Exigir a esse credor que, para fazer valer o privilégio, obtivesse penhora ou hipoteca, seria deixar sem sentido útil o artigo 111.º do CIRS pois, nesse caso, o seu crédito passaria a dispor de garantia real, sendo-lhe inútil o privilégio.
Nesta conformidade, importa concluir que o artigo 240.º do CPPT deve ser interpretado por forma a abranger não apenas os credores que gozem de garantia real, mas também aqueles a quem a lei substantiva atribua causas legítimas de preferência, nomeadamente privilégios creditórios, ao invés do que se entendeu na sentença recorrida.
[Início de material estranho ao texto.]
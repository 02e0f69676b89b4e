//! Schema module - Configuration, command and reporting types.

mod command;
mod config;
mod evolution;

pub use command::*;
pub use config::*;
pub use evolution::*;
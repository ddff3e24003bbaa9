//! PostgreSQL connection pool backing the database service.

use async_trait::async_trait;
use sqlx::postgres::{PgArguments, PgPool, PgPoolOptions, PgQueryResult, PgRow};
use sqlx::query::Query;
use sqlx::{Connection, Postgres, Transaction};

use crate::config::DatabaseConfig;
use crate::database::{ConnectionPool, DatabaseError, QueryArg};

/// PostgreSQL connection pool.
///
/// Only reachable through [`crate::database::DatabaseService`]; the inner
/// `PgPool` is never handed out.
pub struct PostgresPool {
    /// The underlying connection pool
    pool: PgPool,

    /// Database URL with the password masked (for logging purposes)
    database_url_masked: String,
}

impl PostgresPool {
    /// Create a pool that opens connections on first use.
    ///
    /// Fails only if the connection string cannot be parsed, an empty host
    /// included. Must be called from within a Tokio runtime.
    pub fn connect_lazy(config: &DatabaseConfig) -> Result<Self, DatabaseError> {
        let database_url_masked = config.masked_connection_string();

        let pool = PgPoolOptions::new()
            .connect_lazy(&config.connection_string())
            .map_err(|e| {
                tracing::error!(
                    database_url = %database_url_masked,
                    error = %e,
                    "Failed to create PostgreSQL connection pool"
                );
                DatabaseError::Connect(e)
            })?;

        tracing::info!(
            database_url = %database_url_masked,
            "PostgreSQL connection pool created"
        );

        Ok(Self {
            pool,
            database_url_masked,
        })
    }

    /// Get the database URL (masked for logging).
    pub fn database_url_masked(&self) -> &str {
        &self.database_url_masked
    }
}

/// Bind positional arguments in order.
fn bind_args<'q>(
    mut query: Query<'q, Postgres, PgArguments>,
    args: &[QueryArg],
) -> Query<'q, Postgres, PgArguments> {
    for arg in args {
        query = match arg {
            // Untyped NULL is not expressible; it goes out as a text NULL.
            QueryArg::Null => query.bind(None::<String>),
            QueryArg::Bool(v) => query.bind(*v),
            QueryArg::Int(v) => query.bind(*v),
            QueryArg::Float(v) => query.bind(*v),
            QueryArg::Text(v) => query.bind(v.clone()),
            QueryArg::Bytes(v) => query.bind(v.clone()),
            QueryArg::Json(v) => query.bind(sqlx::types::Json(v.clone())),
            QueryArg::Uuid(v) => query.bind(*v),
            QueryArg::Timestamp(v) => query.bind(*v),
        };
    }
    query
}

#[async_trait]
impl ConnectionPool for PostgresPool {
    type Row = PgRow;
    type ExecResult = PgQueryResult;
    type Transaction = Transaction<'static, Postgres>;

    async fn fetch_all(
        &self,
        statement: &str,
        args: &[QueryArg],
    ) -> Result<Vec<PgRow>, sqlx::Error> {
        bind_args(sqlx::query(statement), args)
            .fetch_all(&self.pool)
            .await
    }

    async fn execute(
        &self,
        statement: &str,
        args: &[QueryArg],
    ) -> Result<PgQueryResult, sqlx::Error> {
        bind_args(sqlx::query(statement), args)
            .execute(&self.pool)
            .await
    }

    async fn begin(&self) -> Result<Transaction<'static, Postgres>, sqlx::Error> {
        self.pool.begin().await
    }

    async fn ping(&self) -> Result<(), sqlx::Error> {
        let mut conn = self.pool.acquire().await?;
        conn.ping().await
    }

    /// Close the pool gracefully.
    async fn close(&self) {
        self.pool.close().await;
        tracing::info!(
            database_url = %self.database_url_masked,
            "PostgreSQL connection pool closed"
        );
    }
}
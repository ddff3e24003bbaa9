mod app;
mod state;

pub use app::create_app;
pub use state::AppState;
use std::env;
use std::fmt;

use config::builder::{ConfigBuilder, DefaultState};
use config::{Config, ConfigError, Environment, File, Map};
use serde::Deserialize;

#[derive(Debug, Clone, Deserialize)]
pub struct Settings {
    pub server: ServerConfig,
    /// Credentials read from `DB_DATABASE`, `DB_USERNAME`, `DB_PASSWORD`,
    /// `DB_HOST` and `DB_PORT`.
    #[serde(default)]
    pub db: DatabaseConfig,
}

#[derive(Debug, Clone, Deserialize)]
pub struct ServerConfig {
    #[serde(default = "default_host")]
    pub host: String,
    #[serde(default = "default_port")]
    pub port: u16,
}

/// Database credentials.
///
/// Every field is kept as the raw string it was configured with. A missing
/// value is an empty string, never an error.
#[derive(Clone, Default, Deserialize)]
pub struct DatabaseConfig {
    #[serde(default)]
    pub database: String,
    #[serde(default)]
    pub username: String,
    #[serde(default)]
    pub password: String,
    #[serde(default)]
    pub host: String,
    #[serde(default)]
    pub port: String,
}

impl DatabaseConfig {
    /// Assemble the connection URL. Values are inserted verbatim and TLS is
    /// always disabled.
    pub fn connection_string(&self) -> String {
        format!(
            "postgres://{}:{}@{}:{}/{}?sslmode=disable",
            self.username, self.password, self.host, self.port, self.database
        )
    }

    /// Connection URL with the password replaced, for logging.
    pub fn masked_connection_string(&self) -> String {
        let url = self.connection_string();
        if let Some(at_pos) = url.rfind('@') {
            if let Some(colon_pos) = url[..at_pos].find("://").and_then(|scheme_end| {
                url[scheme_end + 3..at_pos]
                    .find(':')
                    .map(|pos| pos + scheme_end + 3)
            }) {
                let prefix = &url[..colon_pos + 1];
                let suffix = &url[at_pos..];
                return format!("{}***{}", prefix, suffix);
            }
        }
        url
    }
}

impl fmt::Debug for DatabaseConfig {
    fn fmt(&self, f: &mut fmt::Formatter<'_>) -> fmt::Result {
        f.debug_struct("DatabaseConfig")
            .field("database", &self.database)
            .field("username", &self.username)
            .field("password", &"***")
            .field("host", &self.host)
            .field("port", &self.port)
            .finish()
    }
}

fn default_host() -> String {
    "0.0.0.0".to_string()
}

fn default_port() -> u16 {
    8080
}

impl Settings {
    pub fn new() -> Result<Self, ConfigError> {
        // Load .env file if exists
        let _ = dotenvy::dotenv();

        let run_mode = env::var("RUN_MODE").unwrap_or_else(|_| "development".into());

        let builder = Self::defaults()?
            // Load config file if exists
            .add_source(File::with_name("config/default").required(false))
            .add_source(File::with_name(&format!("config/{}", run_mode)).required(false))
            // Load from environment variables
            // DB_HOST, DB_PORT, DB_DATABASE, SERVER_PORT, etc.
            .add_source(Self::environment("DB"))
            .add_source(Self::environment("SERVER"));

        builder.build()?.try_deserialize()
    }

    /// Build settings from an explicit variable map instead of the process
    /// environment. No `.env` or config files are read.
    pub fn from_vars(vars: Map<String, String>) -> Result<Self, ConfigError> {
        Self::defaults()?
            .add_source(Self::environment("DB").source(Some(vars.clone())))
            .add_source(Self::environment("SERVER").source(Some(vars)))
            .build()?
            .try_deserialize()
    }

    pub fn server_addr(&self) -> String {
        format!("{}:{}", self.server.host, self.server.port)
    }

    fn defaults() -> Result<ConfigBuilder<DefaultState>, ConfigError> {
        Config::builder()
            .set_default("server.host", default_host())?
            .set_default("server.port", i64::from(default_port()))
    }

    // Only `<PREFIX>_*` variables are read, nested under the lowercased
    // prefix. No type parsing: credentials such as `007` must stay strings.
    fn environment(prefix: &str) -> Environment {
        Environment::with_prefix(prefix)
            .keep_prefix(true)
            .separator("_")
    }
}

impl Default for ServerConfig {
    fn default() -> Self {
        Self {
            host: default_host(),
            port: default_port(),
        }
    }
}
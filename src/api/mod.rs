//! HTTP API endpoints.

pub mod health;
mod routes;

pub use routes::api_routes;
Termos em que se acorda conceder provimento ao recurso, revogando-se, em consequência, a sentença na parte ora recorrida, e, em consequência, graduar os créditos pela ordem seguinte, saindo as custas da execução precípuas do produto dos bens penhorados:
1.º-Créditos da Fazenda Pública de CA e IMI e juros relativos aos últimos três anos;
2.º-Crédito do BCP, juros e encargos, garantidos por hipoteca;
3.º Crédito exequendo de IRS de 1993 a 1995 e juros relativos aos últimos três anos, garantido pela penhora mais antiga, registada pela penhora-F-1; a par com o crédito de IRS relativo ao ano de 1996 e respectivos juros;
4.º- Crédito exequendo de IRS do ano de 2000 e juros relativos aos últimos três anos, que gozam da penhora intermédia, registada pela inscrição-F-2, e privilégio imobiliário geral;
5.º- Crédito exequendo de IRS de 1999 e de IVA, acrescido de juros relativos aos últimos três anos, garantidos pela penhora intermédia, registada pela inscrição-F-2; e
6.º- Crédito exequendo de IVA e juros relativos aos últimos três anos, garantido pela penhora mais recente, registada pela inscrição –F-3.
Sem custas.
Lisboa, 13 de Maio de 2009. - Miranda de Pacheco (relator) - Brandão de PinhoAntónio Calhau.